El primer caso concierne a áreas recientemente conquistadas por actividades extractivas -hidrocarburos, minería metalífera- y agrícolas -soja transgénica- valorizadas al extremo por la lógica hegemónica. Son lugares donde el trabajo global se funcionaliza a pesar de -y en detrimento de- el trabajo local, a expensas de la materialidad heredada, de las inercias sociales y de las rugosidades territoriales propias de épocas anteriores. No obstante, y a pesar de su agresividad y de su impetuoso y avasallante avance, esa modernidad es, comparada con la vida de relaciones de las áreas de luminosidad secundaria, prácticamente insignificante, hallándose objetivada en minúsculos enclaves que operan racionalizando el cotidiano local. Organizados a ultranza para satisfacer intereses externos, esos espacios son, en principio, lugares de la ceguera y de la complacencia. El modelo de modernización territorial es anticipado, acompañado y legitimado por una psicoesfera, un discurso que cierra -so pretexto de inapropiados o irracionales- todos los caminos alternativos; es el momento de las promesas de ‘efecto derrame’, de los argumentos de ineluctancia y necesidad, de la propuesta de panaceas, y así la racionalidad dominante se impone sin enfrentar obstáculos significativos. No obstante, como esa misma lógica reproduce un espacio concreto o perfecto en el seno de un medio históricamente repulsivo a la modernización -entablando con el entorno circundante relaciones de aislamiento, destrucción, alienación y dominación-, el resultado es la fragmentación, la incoherencia y la anarquía. Surge así, a veces súbita y espontáneamente, otras veces largamente elaborado, el espacio local como lugar de la revuelta. Son éstos los espacios que testimonian con mayor elocuencia las contradicciones de un modelo hegemónico que ejerce su supremacía en forma-límite, no sólo agotando las virtualidades locales globalmente valorizadas, sino también avivando la dormida, pero siempre latente, resistencia de los agentes hegemonizados.

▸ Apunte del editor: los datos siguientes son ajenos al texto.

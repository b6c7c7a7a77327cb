// BTP Core: reliable byte streams over a BLE GATT link
#![allow(clippy::empty_line_after_doc_comments)]
//
// One characteristic to write, one to indicate, a 20-byte MTU on a bad day.
// Everything above this crate gets ordered, acknowledged messages.

pub mod transport;

use thiserror::Error;

pub use transport::ble::{
    BtpConfig, BtpDelegate, CapabilitiesRequest, CapabilitiesResponse, ConfigError, Connection,
    ConnectionObject, ConnectionRegistry, ConnectionState, FragmentCodec, GattDriver, Role,
    TimerKind, TimerScheduler, BTP_PROTOCOL_VERSION,
};

// ============================================================================
// ERROR TYPES
// ============================================================================

/// Which layer of the protocol an error came from
#[derive(Debug, Clone, Copy, PartialEq, Eq)]
pub enum ErrorKind {
    /// Malformed or out-of-order fragments
    Framing,
    /// Acks outside the unacknowledged send window
    Window,
    /// Capability negotiation failures and handshake timeouts
    Handshake,
    /// The peer stopped acknowledging
    Liveness,
    /// GATT, timer and link failures reported by the platform
    Platform,
    /// API misuse; never closes a connection
    Usage,
}

#[derive(Debug, Error, Clone, PartialEq, Eq)]
pub enum BtpError {
    // Framing
    #[error("Invalid BTP header flags: {0:#04x}")]
    InvalidHeaderFlags(u8),
    #[error("Fragment too short: {len} bytes")]
    FragmentTooShort { len: usize },
    #[error("Fragment too long: {len} bytes (negotiated {max})")]
    FragmentTooLong { len: usize, max: u16 },
    #[error("Invalid sequence number: expected {expected}, got {received}")]
    InvalidSequenceNumber { expected: u8, received: u8 },
    #[error("Start fragment received while a message is being reassembled")]
    UnexpectedStart,
    #[error("Continuation fragment received with no message in progress")]
    UnexpectedContinuation,
    #[error("Message too large: {len} bytes (max {max})")]
    MessageTooLarge { len: usize, max: usize },
    #[error("Reassembled {received} bytes, expected {expected}")]
    ReassemblyLengthMismatch { expected: usize, received: usize },
    #[error("Reassembler in incorrect state")]
    ReassemblerIncorrectState,

    // Window
    #[error("Invalid ack {ack}: unacknowledged window is [{oldest}, {newest}]")]
    InvalidAck { ack: u8, oldest: u8, newest: u8 },
    #[error("Unexpected ack {0}: no fragments in flight")]
    UnexpectedAck(u8),

    // Handshake
    #[error("Malformed capabilities message: {0}")]
    MalformedCapabilities(&'static str),
    #[error("No common BTP protocol version")]
    IncompatibleProtocolVersions,
    #[error("Invalid negotiated fragment size: {0}")]
    InvalidFragmentSize(u16),
    #[error("Invalid negotiated window size: {0}")]
    InvalidWindowSize(u8),
    #[error("Connect timed out")]
    ConnectTimedOut,
    #[error("Timed out waiting for the initiator's handshake")]
    ReceiveConnectionTimedOut,

    // Liveness
    #[error("Timed out waiting for fragment ack")]
    AckTimedOut,

    // Platform
    #[error("GATT write rejected")]
    GattWriteFailed,
    #[error("GATT indication rejected")]
    GattIndicationFailed,
    #[error("GATT subscribe rejected")]
    GattSubscribeFailed,
    #[error("Failed to start {0} timer")]
    TimerStartFailed(TimerKind),
    #[error("Remote device disconnected")]
    RemoteDeviceDisconnected,
    #[error("Application closed the BLE connection")]
    AppClosedConnection,
    #[error("Peer unsubscribed")]
    PeerUnsubscribed,

    // Usage
    #[error("Operation not allowed in state {0}")]
    IncorrectState(ConnectionState),
    #[error("Unknown connection {0}")]
    UnknownConnection(ConnectionObject),
    #[error("Too many connections (max {max})")]
    TooManyConnections { max: usize },
    #[error("Connection {0} already exists")]
    ConnectionExists(ConnectionObject),
}

impl BtpError {
    pub fn kind(&self) -> ErrorKind {
        use BtpError::*;
        match self {
            InvalidHeaderFlags(_)
            | FragmentTooShort { .. }
            | FragmentTooLong { .. }
            | InvalidSequenceNumber { .. }
            | UnexpectedStart
            | UnexpectedContinuation
            | MessageTooLarge { .. }
            | ReassemblyLengthMismatch { .. }
            | ReassemblerIncorrectState => ErrorKind::Framing,
            InvalidAck { .. } | UnexpectedAck(_) => ErrorKind::Window,
            MalformedCapabilities(_)
            | IncompatibleProtocolVersions
            | InvalidFragmentSize(_)
            | InvalidWindowSize(_)
            | ConnectTimedOut
            | ReceiveConnectionTimedOut => ErrorKind::Handshake,
            AckTimedOut => ErrorKind::Liveness,
            GattWriteFailed
            | GattIndicationFailed
            | GattSubscribeFailed
            | TimerStartFailed(_)
            | RemoteDeviceDisconnected
            | AppClosedConnection
            | PeerUnsubscribed => ErrorKind::Platform,
            IncorrectState(_)
            | UnknownConnection(_)
            | TooManyConnections { .. }
            | ConnectionExists(_) => ErrorKind::Usage,
        }
    }

    /// Whether the platform link is already gone, so no further GATT calls
    /// may be made for it
    pub fn link_released(&self) -> bool {
        matches!(
            self,
            BtpError::RemoteDeviceDisconnected | BtpError::AppClosedConnection
        )
    }
}
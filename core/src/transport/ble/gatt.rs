//! GATT boundary for the BLE transport protocol
//!
//! BTP runs over a single GATT service with two characteristics: the
//! initiator writes fragments to C1 and the responder indicates fragments on
//! C2. Everything below this boundary (radio, ATT, pairing) belongs to the
//! platform; this module only names the pieces and defines the driver trait
//! the connection state machine talks to.

use serde::{Deserialize, Serialize};
use std::fmt;
use uuid::Uuid;

/// BTP service UUID (16-bit 0xFFF6 on the Bluetooth base UUID)
pub const BTP_SERVICE_UUID: Uuid = Uuid::from_u128(0x0000_FFF6_0000_1000_8000_0080_5F9B_34FB);

/// C1: initiator → responder, written with GATT write requests
pub const BTP_WRITE_CHARACTERISTIC_UUID: Uuid =
    Uuid::from_u128(0x18EE_2EF5_263D_4559_959F_4F9C_429F_9D11);

/// C2: responder → initiator, sent as GATT indications
pub const BTP_INDICATE_CHARACTERISTIC_UUID: Uuid =
    Uuid::from_u128(0x18EE_2EF5_263D_4559_959F_4F9C_429F_9D12);

/// ATT header bytes that eat into every GATT payload
pub const ATT_HEADER_SIZE: u16 = 3;

/// Opaque handle of one platform BLE link.
///
/// The platform chooses the value; this layer only compares and hashes it.
#[derive(Debug, Clone, Copy, PartialEq, Eq, Hash, PartialOrd, Ord, Serialize, Deserialize)]
pub struct ConnectionObject(pub u64);

impl fmt::Display for ConnectionObject {
    fn fmt(&self, f: &mut fmt::Formatter<'_>) -> fmt::Result {
        write!(f, "ble#{}", self.0)
    }
}

/// BTP characteristic types
#[derive(Debug, Clone, Copy, PartialEq, Eq, Serialize, Deserialize)]
pub enum GattCharacteristic {
    /// C1, carries initiator fragments
    Write,
    /// C2, carries responder fragments
    Indicate,
}

impl GattCharacteristic {
    /// Get the characteristic UUID
    pub fn uuid(&self) -> Uuid {
        match self {
            GattCharacteristic::Write => BTP_WRITE_CHARACTERISTIC_UUID,
            GattCharacteristic::Indicate => BTP_INDICATE_CHARACTERISTIC_UUID,
        }
    }

    /// Resolve a (service, characteristic) pair reported by the platform.
    ///
    /// Returns `None` for anything that is not part of the BTP service, so the
    /// caller can tell the platform the event was not ours.
    pub fn from_ids(service: &Uuid, characteristic: &Uuid) -> Option<Self> {
        if *service != BTP_SERVICE_UUID {
            return None;
        }
        if *characteristic == BTP_WRITE_CHARACTERISTIC_UUID {
            Some(GattCharacteristic::Write)
        } else if *characteristic == BTP_INDICATE_CHARACTERISTIC_UUID {
            Some(GattCharacteristic::Indicate)
        } else {
            None
        }
    }
}

/// Platform GATT driver.
///
/// Every method is a request: `true` means the platform accepted it and will
/// report completion later through the registry's `handle_*` upcalls.
#[cfg_attr(test, mockall::automock)]
pub trait GattDriver: Send {
    /// Subscribe to indications on a characteristic (initiator only)
    fn subscribe(
        &mut self,
        connection: ConnectionObject,
        service: &Uuid,
        characteristic: &Uuid,
    ) -> bool;

    /// Remove a subscription (initiator only)
    fn unsubscribe(
        &mut self,
        connection: ConnectionObject,
        service: &Uuid,
        characteristic: &Uuid,
    ) -> bool;

    /// Write a fragment to a characteristic (initiator only)
    fn send_write(
        &mut self,
        connection: ConnectionObject,
        service: &Uuid,
        characteristic: &Uuid,
        data: &[u8],
    ) -> bool;

    /// Indicate a fragment on a characteristic (responder only)
    fn send_indication(
        &mut self,
        connection: ConnectionObject,
        service: &Uuid,
        characteristic: &Uuid,
        data: &[u8],
    ) -> bool;

    /// Negotiated ATT MTU of the link, 0 when unknown
    fn get_mtu(&self, connection: ConnectionObject) -> u16;

    /// Release the underlying link once BTP is done with it
    fn close_connection(&mut self, connection: ConnectionObject) -> bool;
}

El segundo caso comprende dos situaciones diferenciadas. Una corresponde a vectores que, tornados relativamente maduros en ciertas áreas luminosas, irrumpen en espacios letárgicos y escasamente modernizados. Es el caso, por ejemplo, de la reciente conquista del noroeste y el nordeste por parte de un dato históricamente propio de la pampa húmeda -el cultivo de cereales (maíz, trigo)-. No obstante, como esos lugares son apenas rozados por las racionalidades modernas, las solidaridades tejidas suelen ser frágiles o endebles, creando disfuncionalidades que les impiden concretar la productividad espacial que esa vocación ‘regional’ había logrado forjar en otras áreas y puntos del país. Otra se configura a partir del trasvase espacial de actividades que, relativamente obsoletas para las lógicas contemporáneas, han sido, en términos históricos, inherentes a la definición y reproducción de otros cotidianos regionales: la colonización algodonera-intensiva del noroeste argentino (Salta, Catamarca, La Rioja) y el paulatino desplazamiento de la vitivinicultura de exportación hacia el sur de los oasis cuyanos, el norte patagónico y el sur salteño son vívidos testimonios de esa modalidad de construcción de una opacidad fragmentada. Son vectores que, luego de haber agotado sus áreas tradicionales de referencia, o pretendiendo hallar en los nuevos emplazamientos un refugio que atempere su retroceso o decadencia, acaban volviéndose prósperos en los lugares recientemente invadidos.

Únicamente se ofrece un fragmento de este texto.